• [Work to complete]
Retype each of the entries below exactly as written.

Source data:
☆ ☆ ☆

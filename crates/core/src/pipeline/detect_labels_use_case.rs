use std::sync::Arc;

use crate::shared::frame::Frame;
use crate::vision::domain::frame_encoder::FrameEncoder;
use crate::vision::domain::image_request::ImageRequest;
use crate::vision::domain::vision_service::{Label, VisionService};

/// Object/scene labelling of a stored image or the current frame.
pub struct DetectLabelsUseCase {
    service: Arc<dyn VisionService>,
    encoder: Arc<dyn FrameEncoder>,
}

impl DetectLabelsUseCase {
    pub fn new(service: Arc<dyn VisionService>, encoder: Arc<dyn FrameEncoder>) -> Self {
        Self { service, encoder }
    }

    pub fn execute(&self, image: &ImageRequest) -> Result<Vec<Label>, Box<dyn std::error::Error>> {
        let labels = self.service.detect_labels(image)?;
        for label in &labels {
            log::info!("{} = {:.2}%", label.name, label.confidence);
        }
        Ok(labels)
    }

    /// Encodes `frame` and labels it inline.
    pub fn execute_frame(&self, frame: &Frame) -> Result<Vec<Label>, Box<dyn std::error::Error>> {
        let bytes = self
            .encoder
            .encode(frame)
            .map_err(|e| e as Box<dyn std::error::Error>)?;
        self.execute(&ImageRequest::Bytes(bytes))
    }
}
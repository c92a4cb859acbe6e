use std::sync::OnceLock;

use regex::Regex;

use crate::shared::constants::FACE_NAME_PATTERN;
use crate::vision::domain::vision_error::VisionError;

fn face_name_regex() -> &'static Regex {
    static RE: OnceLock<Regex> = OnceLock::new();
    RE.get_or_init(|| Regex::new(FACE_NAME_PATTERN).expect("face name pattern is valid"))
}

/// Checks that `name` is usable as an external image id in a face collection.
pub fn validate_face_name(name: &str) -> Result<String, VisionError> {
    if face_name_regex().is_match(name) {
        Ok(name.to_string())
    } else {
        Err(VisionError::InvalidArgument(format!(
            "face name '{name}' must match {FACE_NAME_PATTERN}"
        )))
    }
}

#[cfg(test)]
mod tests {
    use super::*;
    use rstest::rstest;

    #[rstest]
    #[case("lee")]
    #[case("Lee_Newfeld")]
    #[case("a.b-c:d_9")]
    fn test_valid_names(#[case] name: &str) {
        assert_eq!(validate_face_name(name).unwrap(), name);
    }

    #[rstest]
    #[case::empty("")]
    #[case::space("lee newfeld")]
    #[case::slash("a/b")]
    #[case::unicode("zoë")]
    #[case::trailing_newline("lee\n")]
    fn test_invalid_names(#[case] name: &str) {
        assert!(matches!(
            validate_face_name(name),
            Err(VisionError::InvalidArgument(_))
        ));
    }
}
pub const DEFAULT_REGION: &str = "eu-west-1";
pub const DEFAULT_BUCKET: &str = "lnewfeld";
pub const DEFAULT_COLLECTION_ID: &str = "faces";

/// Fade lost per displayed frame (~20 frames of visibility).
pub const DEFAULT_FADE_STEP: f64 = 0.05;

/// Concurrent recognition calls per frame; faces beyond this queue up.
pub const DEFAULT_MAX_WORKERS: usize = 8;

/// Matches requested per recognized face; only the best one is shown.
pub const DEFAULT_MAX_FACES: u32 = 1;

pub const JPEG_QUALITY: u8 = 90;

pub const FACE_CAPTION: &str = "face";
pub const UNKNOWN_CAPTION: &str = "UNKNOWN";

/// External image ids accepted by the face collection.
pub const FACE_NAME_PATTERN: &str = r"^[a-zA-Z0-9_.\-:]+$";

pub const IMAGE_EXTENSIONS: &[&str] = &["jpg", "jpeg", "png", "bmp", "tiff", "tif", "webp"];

☆ ☆ ☆

• [Task response]
filename crates/core/src/pipeline/detect_labels_use_case.rs
use std::sync::Arc;

use crate::shared::frame::Frame;
use crate::vision::domain::frame_encoder::FrameEncoder;
use crate::vision::domain::image_request::ImageRequest;
use crate::vision::domain::vision_service::{Label, VisionService};

/// Object/scene labelling of a stored image or the current frame.
pub struct DetectLabelsUseCase {
    service: Arc<dyn VisionService>,
    encoder: Arc<dyn FrameEncoder>,
}

impl DetectLabelsUseCase {
    pub fn new(service: Arc<dyn VisionService>, encoder: Arc<dyn FrameEncoder>) -> Self {
        Self { service, encoder }
    }

    pub fn execute(&self, image: &ImageRequest) -> Result<Vec<Label>, Box<dyn std::error::Error>> {
        let labels = self.service.detect_labels(image)?;
        for label in &labels {
            log::info!("{} = {:.2}%", label.name, label.confidence);
        }
        Ok(labels)
    }

    /// Encodes `frame` and labels it inline.
    pub fn execute_frame(&self, frame: &Frame) -> Result<Vec<Label>, Box<dyn std::error::Error>> {
        let bytes = self
            .encoder
            .encode(frame)
            .map_err(|e| e as Box<dyn std::error::Error>)?;
        self.execute(&ImageRequest::Bytes(bytes))
    }
}
repository c92a4cb859acbe6e
use std::sync::OnceLock;

use regex::Regex;

use crate::shared::constants::FACE_NAME_PATTERN;
use crate::vision::domain::vision_error::VisionError;

fn face_name_regex() -> &'static Regex {
    static RE: OnceLock<Regex> = OnceLock::new();
    RE.get_or_init(|| Regex::new(FACE_NAME_PATTERN).expect("face name pattern is valid"))
}

/// Checks that `name` is usable as an external image id in a face collection.
pub fn validate_face_name(name: &str) -> Result<String, VisionError> {
    if face_name_regex().is_match(name) {
        Ok(name.to_string())
    } else {
        Err(VisionError::InvalidArgument(format!(
            "face name '{name}' must match {FACE_NAME_PATTERN}"
        )))
    }
}

#[cfg(test)]
mod tests {
    use super::*;
    use rstest::rstest;

    #[rstest]
    #[case("lee")]
    #[case("Lee_Newfeld")]
    #[case("a.b-c:d_9")]
    fn test_valid_names(#[case] name: &str) {
        assert_eq!(validate_face_name(name).unwrap(), name);
    }

    #[rstest]
    #[case::empty("")]
    #[case::space("lee newfeld")]
    #[case::slash("a/b")]
    #[case::unicode("zoë")]
    #[case::trailing_newline("lee\n")]
    fn test_invalid_names(#[case] name: &str) {
        assert!(matches!(
            validate_face_name(name),
            Err(VisionError::InvalidArgument(_))
        ));
    }
}
pub const DEFAULT_REGION: &str = "eu-west-1";
pub const DEFAULT_BUCKET: &str = "lnewfeld";
pub const DEFAULT_COLLECTION_ID: &str = "faces";

/// Fade lost per displayed frame (~20 frames of visibility).
pub const DEFAULT_FADE_STEP: f64 = 0.05;

/// Concurrent recognition calls per frame; faces beyond this queue up.
pub const DEFAULT_MAX_WORKERS: usize = 8;

/// Matches requested per recognized face; only the best one is shown.
pub const DEFAULT_MAX_FACES: u32 = 1;

pub const JPEG_QUALITY: u8 = 90;

pub const FACE_CAPTION: &str = "face";
pub const UNKNOWN_CAPTION: &str = "UNKNOWN";

/// External image ids accepted by the face collection.
pub const FACE_NAME_PATTERN: &str = r"^[a-zA-Z0-9_.\-:]+$";

pub const IMAGE_EXTENSIONS: &[&str] = &["jpg", "jpeg", "png", "bmp", "tiff", "tif", "webp"];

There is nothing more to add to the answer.